FEATURES “It’s The Sex Pistols Meets Pérez Prado”: Inside Orkesta Mendoza’s Riotous Cumbia Punk By Isabela Raygoza · October 11, 2016
Orkesta Mendoza. Photo by Josh Harrison.

Orkesta Mendoza’s adventurous second record ¡Vamos A Guarachar! paints a vivid portrait of Latin American folklore. It takes listeners on a celebratory journey, one where mestizo-infused genres like boogaloo, cumbia, chicha, and mambo intersect. “It’s like a little road trip of Latin America,” Sergio Mendoza boasts. Mendoza is the founding member of the Tucson-based ensemble, who embrace their Latino roots while showcasing an impressive musical range. “It was really hard for everyone to tell where the album was going, because there are a lot of different styles,” explains the 35-year-old bandleader.

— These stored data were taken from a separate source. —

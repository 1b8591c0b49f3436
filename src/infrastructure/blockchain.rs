use crate::domain::{error::ListError, token::OnChainMetadata};
use anyhow::{anyhow, Result};
use async_trait::async_trait;
use ethers::{
    abi::Abi,
    contract::Contract,
    core::types::Address,
    providers::{Http, Provider},
};
use std::sync::Arc;

/// Read-only source of reported token metadata. The chain-backed client
/// implements this; tests substitute an in-memory fake.
#[async_trait]
pub trait TokenMetadataSource: Send + Sync {
    async fn token_metadata(&self, address: Address) -> Result<OnChainMetadata>;
}

/// Chain-data client: one HTTP provider plus the shared ERC-20 interface,
/// bound per token address at query time. Stateless across calls.
#[derive(Debug)]
pub struct ChainClient {
    provider: Arc<Provider<Http>>,
    abi: Abi,
}

impl ChainClient {
    pub fn new(rpc_url: &str, abi: Abi) -> Result<Self, ListError> {
        let provider = Provider::<Http>::try_from(rpc_url)
            .map_err(|e| ListError::Chain(format!("Failed to create HTTP provider: {e}")))?;

        Ok(Self {
            provider: Arc::new(provider),
            abi,
        })
    }
}

#[async_trait]
impl TokenMetadataSource for ChainClient {
    async fn token_metadata(&self, address: Address) -> Result<OnChainMetadata> {
        let contract = Contract::new(address, self.abi.clone(), Arc::clone(&self.provider));

        // The three reads are independent; issue them concurrently and
        // fail the whole triple on the first error.
        let (name, symbol, decimals) = tokio::try_join!(
            async {
                contract
                    .method::<_, String>("name", ())?
                    .call()
                    .await
                    .map_err(|e| anyhow!("name() call failed: {e}"))
            },
            async {
                contract
                    .method::<_, String>("symbol", ())?
                    .call()
                    .await
                    .map_err(|e| anyhow!("symbol() call failed: {e}"))
            },
            async {
                contract
                    .method::<_, u8>("decimals", ())?
                    .call()
                    .await
                    .map_err(|e| anyhow!("decimals() call failed: {e}"))
            },
        )?;

        Ok(OnChainMetadata {
            name,
            symbol,
            decimals,
        })
    }
}

#[cfg(test)]
mod tests {
    use super::*;

    #[test]
    fn test_rejects_invalid_rpc_url() {
        let abi: Abi = serde_json::from_str("[]").unwrap();
        let err = ChainClient::new("not a url", abi).unwrap_err();
        assert!(matches!(err, ListError::Chain(_)));
    }
}
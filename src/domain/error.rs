use std::fmt;

/// Main error type for the token list pipeline.
///
/// Per-token check failures are not represented here: they are converted
/// into verdicts inside the validator and never abort the run. Everything
/// below is fatal and handled once, in `main`.
#[derive(Debug, Clone)]
pub enum ListError {
    /// Input file missing or unreadable
    Io(String),

    /// Malformed JSON or malformed ABI
    Parse(String),

    /// Missing or invalid environment configuration
    Config(String),

    /// Chain client could not be constructed
    Chain(String),

    /// IPFS gateway rejected the upload or was unreachable
    Publish(String),
}

impl fmt::Display for ListError {
    fn fmt(&self, f: &mut fmt::Formatter<'_>) -> fmt::Result {
        match self {
            ListError::Io(e) => write!(f, "File error: {e}"),
            ListError::Parse(e) => write!(f, "Parse error: {e}"),
            ListError::Config(e) => write!(f, "Configuration error: {e}"),
            ListError::Chain(e) => write!(f, "Blockchain error: {e}"),
            ListError::Publish(e) => write!(f, "Publish error: {e}"),
        }
    }
}

impl std::error::Error for ListError {}

impl From<std::io::Error> for ListError {
    fn from(err: std::io::Error) -> Self {
        ListError::Io(err.to_string())
    }
}

impl From<serde_json::Error> for ListError {
    fn from(err: serde_json::Error) -> Self {
        ListError::Parse(err.to_string())
    }
}

impl From<reqwest::Error> for ListError {
    fn from(err: reqwest::Error) -> Self {
        ListError::Publish(err.to_string())
    }
}
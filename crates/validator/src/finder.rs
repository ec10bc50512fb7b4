//! Constraint lookup by scope, property, and group.

use std::sync::Arc;

use crate::group::GroupSet;
use crate::metadata::ClassMetadata;
use crate::spec::ConstraintSpecification;

/// Which declarations a lookup considers.
#[derive(Debug, Clone, Copy, PartialEq, Eq, Default, Hash)]
pub enum Scope {
    /// Everything merged from the hierarchy.
    #[default]
    All,
    /// Only what the class itself declares.
    Local,
}

/// Query over one class's resolved metadata.
///
/// Results keep merge order; filters only remove entries.
///
/// # Examples
///
/// ```rust,ignore
/// let strict = ConstraintFinder::new(&metadata)
///     .property("email")
///     .groups(&GroupSet::new(["Strict"]))
///     .find();
/// ```
#[derive(Debug, Clone, Copy)]
pub struct ConstraintFinder<'a> {
    metadata: &'a ClassMetadata,
    scope: Scope,
    property: Option<&'a str>,
    groups: Option<&'a GroupSet>,
}

impl<'a> ConstraintFinder<'a> {
    /// Starts a query returning every class-level constraint.
    #[must_use]
    pub fn new(metadata: &'a ClassMetadata) -> Self {
        Self {
            metadata,
            scope: Scope::All,
            property: None,
            groups: None,
        }
    }

    /// Restricts the declaration scope.
    #[must_use]
    pub fn scope(mut self, scope: Scope) -> Self {
        self.scope = scope;
        self
    }

    /// Queries one property instead of the class itself.
    #[must_use]
    pub fn property(mut self, property: &'a str) -> Self {
        self.property = Some(property);
        self
    }

    /// Keeps constraints sharing at least one group with `groups`.
    #[must_use]
    pub fn groups(mut self, groups: &'a GroupSet) -> Self {
        self.groups = Some(groups);
        self
    }

    /// Runs the query. An unknown property yields nothing.
    #[must_use]
    pub fn find(&self) -> Vec<Arc<ConstraintSpecification>> {
        let candidates = match self.property {
            Some(name) => match self.metadata.property(name) {
                Some(property) => match self.scope {
                    Scope::All => property.constraints(),
                    Scope::Local => property.local_constraints(),
                },
                None => return Vec::new(),
            },
            None => match self.scope {
                Scope::All => self.metadata.constraints(),
                Scope::Local => self.metadata.local_constraints(),
            },
        };

        candidates
            .iter()
            .filter(|constraint| self.groups.is_none_or(|groups| constraint.in_any(groups)))
            .cloned()
            .collect()
    }

    /// Returns `true` if the query matches anything.
    #[must_use]
    pub fn exists(&self) -> bool {
        !self.find().is_empty()
    }
}
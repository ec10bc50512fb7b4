//! Validation groups and group composition.

use std::hash::{Hash, Hasher};

use indexmap::{IndexMap, IndexSet};

/// Group every constraint belongs to unless declared otherwise.
pub const DEFAULT_GROUP: &str = "Default";

/// An ordered set of active group names.
#[derive(Debug, Clone, Default, PartialEq, Eq)]
pub struct GroupSet(IndexSet<String>);

impl GroupSet {
    /// Builds a set from names, keeping first occurrences.
    pub fn new<I, S>(groups: I) -> Self
    where
        I: IntoIterator<Item = S>,
        S: Into<String>,
    {
        Self(groups.into_iter().map(Into::into).collect())
    }

    /// Returns `true` if `group` is active.
    #[must_use]
    pub fn contains(&self, group: &str) -> bool {
        self.0.contains(group)
    }

    /// Number of active groups.
    #[must_use]
    pub fn len(&self) -> usize {
        self.0.len()
    }

    /// Returns `true` if no group is active.
    #[must_use]
    pub fn is_empty(&self) -> bool {
        self.0.is_empty()
    }

    /// Iterates in insertion order.
    pub fn iter(&self) -> impl Iterator<Item = &str> {
        self.0.iter().map(String::as_str)
    }

    /// Copy of the set without the given groups.
    #[must_use]
    pub fn without(&self, excluded: &[&str]) -> Self {
        Self(
            self.0
                .iter()
                .filter(|g| !excluded.contains(&g.as_str()))
                .cloned()
                .collect(),
        )
    }
}

// Equality ignores order, so hashing must too.
impl Hash for GroupSet {
    fn hash<H: Hasher>(&self, state: &mut H) {
        let mut groups: Vec<&str> = self.iter().collect();
        groups.sort_unstable();
        groups.hash(state);
    }
}

impl<S: Into<String>> FromIterator<S> for GroupSet {
    fn from_iter<I: IntoIterator<Item = S>>(iter: I) -> Self {
        Self::new(iter)
    }
}

// ============================================================================
// GROUP REGISTRY
// ============================================================================

/// Named group compositions collected from metadata loaders.
///
/// Declaring the same group twice appends to its constituents.
#[derive(Debug, Clone, Default)]
pub struct GroupRegistry {
    groups: IndexMap<String, IndexSet<String>>,
}

impl GroupRegistry {
    /// Creates an empty registry.
    #[must_use]
    pub fn new() -> Self {
        Self::default()
    }

    /// Declares `name` as composed of `subgroups`.
    pub fn add<I, S>(&mut self, name: impl Into<String>, subgroups: I)
    where
        I: IntoIterator<Item = S>,
        S: Into<String>,
    {
        self.groups
            .entry(name.into())
            .or_default()
            .extend(subgroups.into_iter().map(Into::into));
    }

    /// Constituents of a composite group, if declared.
    #[must_use]
    pub fn get(&self, name: &str) -> Option<&IndexSet<String>> {
        self.groups.get(name)
    }

    /// Number of declared composite groups.
    #[must_use]
    pub fn len(&self) -> usize {
        self.groups.len()
    }

    /// Returns `true` if no composite group is declared.
    #[must_use]
    pub fn is_empty(&self) -> bool {
        self.groups.is_empty()
    }

    /// Expands requested groups through their compositions.
    ///
    /// The result holds every requested group followed by its constituents,
    /// depth-first. Composition cycles are tolerated.
    pub fn expand<'g, I>(&self, requested: I) -> GroupSet
    where
        I: IntoIterator<Item = &'g str>,
    {
        let mut expanded = IndexSet::new();
        for group in requested {
            self.expand_into(group, &mut expanded);
        }
        GroupSet(expanded)
    }

    fn expand_into(&self, group: &str, expanded: &mut IndexSet<String>) {
        if !expanded.insert(group.to_owned()) {
            return;
        }
        if let Some(subgroups) = self.groups.get(group) {
            for subgroup in subgroups {
                self.expand_into(subgroup, expanded);
            }
        }
    }
}
//! The five traversal commands.
//!
//! Each command knows how to execute itself against the context and how to
//! describe its inputs as a [`CacheKey`]. The context skips any command whose
//! key it has already seen during the pass.

mod constraint;
mod object;
mod property;
mod reference;
mod value;

use std::hash::{DefaultHasher, Hash, Hasher};

pub(crate) use constraint::ValidateConstraint;
pub(crate) use object::ValidateObject;
pub(crate) use property::ValidateProperty;
pub(crate) use reference::ValidateReference;
pub(crate) use value::ValidateValue;

use super::context::ExecutionContext;
use crate::error::Result;
use crate::violation::ConstraintViolationList;

/// Discriminates commands whose inputs might hash alike.
#[derive(Debug, Clone, Copy, PartialEq, Eq, Hash)]
pub(crate) enum CommandKind {
    Object,
    Property,
    Value,
    Constraint,
    Reference,
}

/// Identity of one unit of work within a pass.
#[derive(Debug, Clone, Copy, PartialEq, Eq, Hash)]
pub(crate) struct CacheKey {
    kind: CommandKind,
    hash: u64,
}

impl CacheKey {
    pub(crate) fn of<T: Hash + ?Sized>(kind: CommandKind, inputs: &T) -> Self {
        let mut hasher = DefaultHasher::new();
        inputs.hash(&mut hasher);
        Self {
            kind,
            hash: hasher.finish(),
        }
    }

    pub(crate) fn kind(&self) -> CommandKind {
        self.kind
    }
}

pub(crate) trait Command {
    fn kind(&self) -> CommandKind;

    fn cache_key(&self) -> CacheKey;

    fn execute(
        self,
        violations: &mut ConstraintViolationList,
        ctx: &mut ExecutionContext<'_>,
    ) -> Result<()>;
}
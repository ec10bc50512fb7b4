//! Fixtures shared by the integration suites.

use std::sync::Arc;
use std::sync::atomic::{AtomicUsize, Ordering};

use vigil_validator::prelude::*;

pub const NOT_BLANK: &str = "This value should not be blank.";

/// Fails on null, non-strings and empty strings.
pub fn not_blank() -> impl ConstraintValidator {
    FnValidator::new(|value: &Value, _: &ConstraintSpecification| {
        Outcome::check(value.as_str().is_some_and(|s| !s.is_empty()), NOT_BLANK)
    })
}

/// Passes only the string `"VALID"`.
pub fn only_valid() -> impl ConstraintValidator {
    FnValidator::new(|value: &Value, _: &ConstraintSpecification| {
        if value.as_str() == Some("VALID") {
            Outcome::Valid
        } else {
            Failure::new("%value% is not VALID")
                .with_parameter("%value%", value)
                .into()
        }
    })
}

/// Shared invocation counter.
#[derive(Debug, Clone, Default)]
pub struct Counter(Arc<AtomicUsize>);

impl Counter {
    pub fn count(&self) -> usize {
        self.0.load(Ordering::SeqCst)
    }
}

/// Counts invocations and returns a fixed verdict.
pub struct Counting {
    counter: Counter,
    pass: bool,
}

impl Counting {
    pub fn passing(counter: &Counter) -> Self {
        Self {
            counter: counter.clone(),
            pass: true,
        }
    }

    pub fn failing(counter: &Counter) -> Self {
        Self {
            counter: counter.clone(),
            pass: false,
        }
    }
}

impl ConstraintValidator for Counting {
    fn validate(
        &self,
        _value: &Value,
        _constraint: &Arc<ConstraintSpecification>,
        _scope: &mut ConstraintScope<'_, '_>,
    ) -> Result<Outcome> {
        self.counter.0.fetch_add(1, Ordering::SeqCst);
        Ok(Outcome::check(self.pass, "counted"))
    }
}

pub fn registry(descriptors: impl IntoIterator<Item = TypeDescriptor>) -> TypeRegistry {
    descriptors
        .into_iter()
        .fold(TypeRegistry::builder(), |builder, descriptor| {
            builder.register(descriptor)
        })
        .build()
        .expect("fixture types are consistent")
}

pub fn constraint(name: &str) -> ConstraintSpecification {
    ConstraintSpecification::new(name)
}

pub fn names(constraints: &[Arc<ConstraintSpecification>]) -> Vec<&str> {
    constraints.iter().map(|c| c.name()).collect()
}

Mendoza grew up between the first and developing worlds. He was born in Nogales, Arizona and raised in Nogales, Sonora, Mexico—two hinterland towns separated by a 45-minute drive, and divided by the US-Mexico border. The borderlands are a particularly diasporic, transnational region known for their rich cultural hybrids, which emerge as a result of the Mexican and Latinx immigrants who settle there in the hopes of crossing over to el otro lado (as the locals call the United States). Music from North America, Mexico, Central and South America intertwine and influence one another there—a cultural and geographical phenomenon that impacted Mendoza’s artistic development.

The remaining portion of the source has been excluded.